> What this task involves:
Reproduce exactly the opening lines of the listing, stopping after the line that contains "use crate::session::ConnectionStatus;" and including it.

Start of Records for the task

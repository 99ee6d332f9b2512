//! Update fan-out to the entity layer.
//!
//! Every fold produces at most one [`DeviceUpdate`]. Listeners are called
//! synchronously in registration order. Sensor telemetry is only forwarded
//! for zone 1; other zones still fold it into state.

use std::sync::{Arc, RwLock};

use anthemav_core::{DeviceState, Field, FoldOutcome};
use serde::Serialize;
use serde_json::{Map, Value, json};
use tokio::sync::mpsc;
use tracing::{debug, trace};

use crate::session::ConnectionStatus;

/// Zone whose sensor telemetry is surfaced.
pub const SENSOR_ZONE: u8 = 1;

/// One change notification for an entity.
#[derive(Debug, Clone, PartialEq, Serialize)]
pub struct DeviceUpdate {
    pub entity_id: String,
    pub zone: Option<u8>,
    pub field: Option<Field>,
    pub attributes: Map<String, Value>,
}

/// Receives device updates.
pub trait UpdateListener: Send + Sync {
    fn on_update(&self, update: &DeviceUpdate);
}

/// Logs every update at debug level.
pub struct LoggingListener;

impl UpdateListener for LoggingListener {
    fn on_update(&self, update: &DeviceUpdate) {
        debug!(entity = %update.entity_id, attributes = ?update.attributes, "device_update");
    }
}

/// Forwards updates into an unbounded channel.
pub struct ChannelListener {
    tx: mpsc::UnboundedSender<DeviceUpdate>,
}

impl ChannelListener {
    pub fn new() -> (Self, mpsc::UnboundedReceiver<DeviceUpdate>) {
        let (tx, rx) = mpsc::unbounded_channel();
        (Self { tx }, rx)
    }
}

impl UpdateListener for ChannelListener {
    fn on_update(&self, update: &DeviceUpdate) {
        // receiver gone means nobody is interested anymore
        let _ = self.tx.send(update.clone());
    }
}

/// Registry of listeners owned by a device session.
#[derive(Default)]
pub struct EventEmitter {
    listeners: RwLock<Vec<Arc<dyn UpdateListener>>>,
}

impl EventEmitter {
    pub fn new() -> Self {
        Self::default()
    }

    pub fn subscribe(&self, listener: Arc<dyn UpdateListener>) {
        self.listeners
            .write()
            .unwrap_or_else(|e| e.into_inner())
            .push(listener);
    }

    pub fn listener_count(&self) -> usize {
        self.listeners.read().unwrap_or_else(|e| e.into_inner()).len()
    }

    /// Delivers an update to every listener in registration order.
    pub fn emit(&self, update: &DeviceUpdate) {
        let listeners = self.listeners.read().unwrap_or_else(|e| e.into_inner());
        for listener in listeners.iter() {
            listener.on_update(update);
        }
    }
}

/// Returns true when an outcome must not leave the session.
pub fn is_suppressed(outcome: &FoldOutcome) -> bool {
    outcome.field.is_sensor() && outcome.zone != Some(SENSOR_ZONE)
}

/// Builds the update for one fold, or `None` when it is suppressed.
pub fn update_for(
    device_id: &str,
    outcome: FoldOutcome,
    state: &DeviceState,
) -> Option<DeviceUpdate> {
    if is_suppressed(&outcome) {
        trace!(zone = ?outcome.zone, field = %outcome.field, "sensor update suppressed");
        return None;
    }

    let update = match outcome.zone {
        Some(zone) if outcome.field.is_sensor() => DeviceUpdate {
            entity_id: sensor_entity_id(device_id, outcome.field),
            zone: Some(zone),
            field: Some(outcome.field),
            attributes: sensor_attributes(state, zone, outcome.field),
        },
        Some(zone) => DeviceUpdate {
            entity_id: media_player_entity_id(device_id, zone),
            zone: Some(zone),
            field: Some(outcome.field),
            attributes: media_player_attributes(state, zone),
        },
        None => DeviceUpdate {
            entity_id: device_id.to_string(),
            zone: None,
            field: Some(outcome.field),
            attributes: device_attributes(state),
        },
    };
    Some(update)
}

/// Device-level availability update for a status transition.
pub fn availability_update(device_id: &str, status: ConnectionStatus) -> DeviceUpdate {
    let mut attributes = Map::new();
    attributes.insert(
        "available".into(),
        Value::Bool(status == ConnectionStatus::Connected),
    );
    attributes.insert("status".into(), Value::String(status.as_str().into()));
    DeviceUpdate {
        entity_id: device_id.to_string(),
        zone: None,
        field: None,
        attributes,
    }
}

/// Attributes of a zone's media player entity.
pub fn media_player_attributes(state: &DeviceState, zone: u8) -> Map<String, Value> {
    let mut attributes = Map::new();
    let Some(z) = state.zone(zone) else {
        return attributes;
    };

    attributes.insert("state".into(), json!(if z.power { "ON" } else { "OFF" }));
    attributes.insert("volume".into(), json!(z.volume_percent().round() as i64));
    attributes.insert("volume_db".into(), json!(z.volume_db));
    attributes.insert("muted".into(), json!(z.muted));
    attributes.insert("source".into(), json!(z.input_name));
    attributes.insert("source_list".into(), json!(state.source_list()));
    attributes
}

fn sensor_attributes(state: &DeviceState, zone: u8, field: Field) -> Map<String, Value> {
    let mut attributes = Map::new();
    let value = state
        .zone(zone)
        .and_then(|z| match field {
            Field::AudioFormat => Some(z.audio_format.clone()),
            Field::AudioChannels => Some(z.audio_channels.clone()),
            Field::VideoResolution => Some(z.video_resolution.clone()),
            Field::ListeningMode => Some(z.listening_mode.clone()),
            Field::SampleRate => Some(z.sample_rate.clone()),
            Field::BitDepth => Some(z.bit_depth.clone()),
            _ => None,
        })
        .unwrap_or_default();
    attributes.insert("value".into(), Value::String(value));
    attributes
}

fn device_attributes(state: &DeviceState) -> Map<String, Value> {
    let mut attributes = Map::new();
    if let Some(model) = &state.model {
        attributes.insert("model".into(), json!(model));
    }
    if let Some(count) = state.input_count {
        attributes.insert("input_count".into(), json!(count));
    }
    attributes.insert("source_list".into(), json!(state.source_list()));
    attributes
}

fn zone_suffix(zone: u8) -> String {
    if zone == 1 {
        String::new()
    } else {
        format!(".zone{zone}")
    }
}

/// `media_player.<id>` for zone 1, `media_player.<id>.zone<n>` otherwise.
pub fn media_player_entity_id(device_id: &str, zone: u8) -> String {
    format!("media_player.{device_id}{}", zone_suffix(zone))
}

/// `remote.<id>` for zone 1, `remote.<id>.zone<n>` otherwise.
pub fn remote_entity_id(device_id: &str, zone: u8) -> String {
    format!("remote.{device_id}{}", zone_suffix(zone))
}

/// `sensor.<id>_<field>`.
pub fn sensor_entity_id(device_id: &str, field: Field) -> String {
    format!("sensor.{device_id}_{field}")
}

/// Media player and remote ids for each listed zone.
pub fn entity_ids_for_zones(device_id: &str, zones: &[u8]) -> Vec<String> {
    zones
        .iter()
        .flat_map(|&zone| {
            [
                media_player_entity_id(device_id, zone),
                remote_entity_id(device_id, zone),
            ]
        })
        .collect()
}

const SENSOR_FIELDS: [Field; 6] = [
    Field::AudioFormat,
    Field::AudioChannels,
    Field::VideoResolution,
    Field::ListeningMode,
    Field::SampleRate,
    Field::BitDepth,
];

/// Recovers the device identifier from an entity id.
pub fn device_id_from_entity_id(entity_id: &str) -> Option<String> {
    let (domain, rest) = entity_id.split_once('.')?;
    if rest.is_empty() {
        return None;
    }

    if domain == "sensor" {
        return SENSOR_FIELDS
            .iter()
            .find_map(|field| rest.strip_suffix(&format!("_{field}")))
            .filter(|id| !id.is_empty())
            .map(str::to_string);
    }

    let parts: Vec<&str> = rest.split('.').collect();
    match parts.as_slice() {
        [id] => Some(id.to_string()),
        [id, zone] if zone.starts_with("zone") => Some(id.to_string()),
        _ => None,
    }
}

#[cfg(test)]
mod tests {
    use super::*;
    use anthemav_core::ParsedMessage;
    use std::sync::Mutex;

    const ID: &str = "anthem_192_168_1_100_14999";

    struct Recorder {
        name: &'static str,
        log: Arc<Mutex<Vec<String>>>,
    }

    impl UpdateListener for Recorder {
        fn on_update(&self, update: &DeviceUpdate) {
            self.log
                .lock()
                .unwrap()
                .push(format!("{}:{}", self.name, update.entity_id));
        }
    }

    fn fold(state: &mut DeviceState, message: ParsedMessage) -> Option<DeviceUpdate> {
        let outcome = state.fold(&message);
        update_for(ID, outcome, state)
    }

    #[test]
    fn entity_ids() {
        assert_eq!(media_player_entity_id(ID, 1), format!("media_player.{ID}"));
        assert_eq!(
            media_player_entity_id(ID, 2),
            format!("media_player.{ID}.zone2")
        );
        assert_eq!(remote_entity_id(ID, 3), format!("remote.{ID}.zone3"));
        assert_eq!(
            sensor_entity_id(ID, Field::AudioFormat),
            format!("sensor.{ID}_audio_format")
        );
        assert_eq!(
            entity_ids_for_zones(ID, &[1, 2]),
            vec![
                format!("media_player.{ID}"),
                format!("remote.{ID}"),
                format!("media_player.{ID}.zone2"),
                format!("remote.{ID}.zone2"),
            ]
        );
    }

    #[test]
    fn device_id_round_trip() {
        for entity in [
            media_player_entity_id(ID, 1),
            media_player_entity_id(ID, 2),
            remote_entity_id(ID, 3),
            sensor_entity_id(ID, Field::ListeningMode),
            sensor_entity_id(ID, Field::BitDepth),
        ] {
            assert_eq!(device_id_from_entity_id(&entity).as_deref(), Some(ID));
        }
        assert_eq!(device_id_from_entity_id(""), None);
        assert_eq!(device_id_from_entity_id("nodot"), None);
        assert_eq!(device_id_from_entity_id("media_player."), None);
        assert_eq!(device_id_from_entity_id("a.b.c.d"), None);
        assert_eq!(device_id_from_entity_id("sensor.foo"), None);
    }

    #[test]
    fn zone1_sensor_is_emitted() {
        let mut state = DeviceState::new([1, 2]);
        let update = fold(
            &mut state,
            ParsedMessage::ZoneAudioFormat {
                zone: 1,
                format: "Dolby Atmos".into(),
            },
        )
        .expect("zone 1 sensor must emit");
        assert_eq!(update.entity_id, format!("sensor.{ID}_audio_format"));
        insta::assert_json_snapshot!(update.attributes, @r#"
        {
          "value": "Dolby Atmos"
        }
        "#);
    }

    #[test]
    fn other_zone_sensor_is_folded_but_suppressed() {
        let mut state = DeviceState::new([1, 2]);
        let update = fold(
            &mut state,
            ParsedMessage::ZoneAudioFormat {
                zone: 2,
                format: "PCM".into(),
            },
        );
        assert!(update.is_none());
        assert_eq!(state.zone(2).unwrap().audio_format, "PCM");
    }

    #[test]
    fn control_fields_emit_for_every_zone() {
        let mut state = DeviceState::new([1, 2]);
        let update = fold(&mut state, ParsedMessage::ZoneMute { zone: 2, is_muted: true }).unwrap();
        assert_eq!(update.entity_id, format!("media_player.{ID}.zone2"));
        assert_eq!(update.field, Some(Field::Muted));
        assert_eq!(update.attributes["muted"], json!(true));
    }

    #[test]
    fn repeated_fold_emits_each_time() {
        let mut state = DeviceState::new([1]);
        let msg = ParsedMessage::ZonePower { zone: 1, is_on: true };
        let first = fold(&mut state, msg.clone()).unwrap();
        let snapshot = state.clone();
        let second = fold(&mut state, msg).unwrap();
        assert_eq!(first.attributes, second.attributes);
        assert_eq!(snapshot.zone(1), state.zone(1));
    }

    #[test]
    fn media_player_attribute_map() {
        let mut state = DeviceState::new([1]);
        state.fold(&ParsedMessage::ZonePower { zone: 1, is_on: true });
        state.fold(&ParsedMessage::ZoneVolume {
            zone: 1,
            volume_db: -45,
        });
        state.fold(&ParsedMessage::InputName {
            input_number: 1,
            name: "Apple TV".into(),
        });
        state.fold(&ParsedMessage::InputName {
            input_number: 2,
            name: "Turntable".into(),
        });
        state.fold(&ParsedMessage::ZoneInput {
            zone: 1,
            input_number: 2,
        });

        insta::assert_json_snapshot!(media_player_attributes(&state, 1), @r#"
        {
          "muted": false,
          "source": "Turntable",
          "source_list": [
            "Apple TV",
            "Turntable"
          ],
          "state": "ON",
          "volume": 50,
          "volume_db": -45
        }
        "#);
    }

    #[test]
    fn device_level_update() {
        let mut state = DeviceState::new([1]);
        let update = fold(
            &mut state,
            ParsedMessage::SystemModel {
                model: "MRX 1140".into(),
            },
        )
        .unwrap();
        assert_eq!(update.entity_id, ID);
        assert_eq!(update.zone, None);
        assert_eq!(update.attributes["model"], json!("MRX 1140"));
    }

    #[test]
    fn availability() {
        let update = availability_update(ID, ConnectionStatus::Connected);
        assert_eq!(update.attributes["available"], json!(true));
        assert_eq!(update.attributes["status"], json!("connected"));
        let update = availability_update(ID, ConnectionStatus::Connecting);
        assert_eq!(update.attributes["available"], json!(false));
    }

    #[test]
    fn listeners_are_called_in_registration_order() {
        let emitter = EventEmitter::new();
        let log = Arc::new(Mutex::new(Vec::new()));
        for name in ["first", "second", "third"] {
            emitter.subscribe(Arc::new(Recorder {
                name,
                log: log.clone(),
            }));
        }
        assert_eq!(emitter.listener_count(), 3);

        emitter.emit(&availability_update(ID, ConnectionStatus::Connected));
        assert_eq!(
            *log.lock().unwrap(),
            vec![
                format!("first:{ID}"),
                format!("second:{ID}"),
                format!("third:{ID}"),
            ]
        );
    }

    #[tokio::test]
    async fn channel_listener_forwards() {
        let emitter = EventEmitter::new();
        let (listener, mut rx) = ChannelListener::new();
        emitter.subscribe(Arc::new(LoggingListener));
        emitter.subscribe(Arc::new(listener));
        emitter.emit(&availability_update(ID, ConnectionStatus::Disconnected));

        let update = rx.recv().await.unwrap();
        assert_eq!(update.entity_id, ID);
        assert_eq!(update.attributes["available"], json!(false));
    }
}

End of Records for the task

> Solved exercise:
repository 99ee6d332f9b2512
//! Update fan-out to the entity layer.
//!
//! Every fold produces at most one [`DeviceUpdate`]. Listeners are called
//! synchronously in registration order. Sensor telemetry is only forwarded
//! for zone 1; other zones still fold it into state.

use std::sync::{Arc, RwLock};

use anthemav_core::{DeviceState, Field, FoldOutcome};
use serde::Serialize;
use serde_json::{Map, Value, json};
use tokio::sync::mpsc;
use tracing::{debug, trace};

use crate::session::ConnectionStatus;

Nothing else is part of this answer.